Blast-enriched vs total leukocyte specimens showed 100% concordance in the 25 positive specimens. VAF was consistently lower by NGS, with poorer fidelity to PCR/CE VAF as the ITD size increased.
Our study supports elimination of the blast enrichment step without compromising results or sensitivity. In addition, since NGS shows a loose correlation with PCR/CE quantitative results, NGS VAF should not be reported for FLT3 ITDs.
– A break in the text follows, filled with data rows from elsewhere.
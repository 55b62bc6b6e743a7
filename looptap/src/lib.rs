//! Perception and decision core of an automated Loop Tap player.
//!
//! The game shows a ball circling over a near-white field. [`Game`] tracks the
//! ball frame by frame and presses the activate key once the ball is no
//! longer surrounded by field background. Screen capture and input injection
//! are supplied by the caller through [`GameFrame`] and [`GameControls`].

pub mod ball;
pub mod clock;
pub mod config;
pub mod field;
pub mod fire;
pub mod frame;
pub mod game;
pub mod raster;
pub mod region;
pub mod types;

#[cfg(test)]
mod test_util;

pub use crate::{
    clock::{Clock, ManualClock, SystemClock},
    config::GameConfig,
    frame::{GameControls, GameFrame},
    game::{Game, GameStats, Phase},
    raster::{ControlEvent, ImageFrame, RecordingControls},
    types::{Pixel, Rect, Size},
};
许多常用的 FLT3 突变检测分析方案需要繁琐的 Blast 富集步骤。我们研究了省略该步骤是否仍能得到等效的结果,并比较了聚合酶链反应/毛细管电泳(PCR/CE)与下一代测序(NGS)方法之间变异等位基因分数(VAF)的准确性。
通过 PCR/CE 对白细胞和富含白细胞的全血等分试样进行 FLT3 内部串联重复(ITD)和酪氨酸激酶结构域突变检测。还比较了 ITD 突变的 NGS VAF。
在 25 份阳性标本中,富集的白细胞与白细胞标本之间具有 100%的一致性。NGS 始终显示较低的 VAF,随着 ITD 大小的增加,与 PCR/CE VAF 的一致性更差。
我们的研究支持省略 Blast 富集步骤,而不会影响结果或敏感性。此外,由于 NGS 与 PCR/CE 定量结果相关性较弱,不应报告 NGS VAF 用于 FLT3 ITD。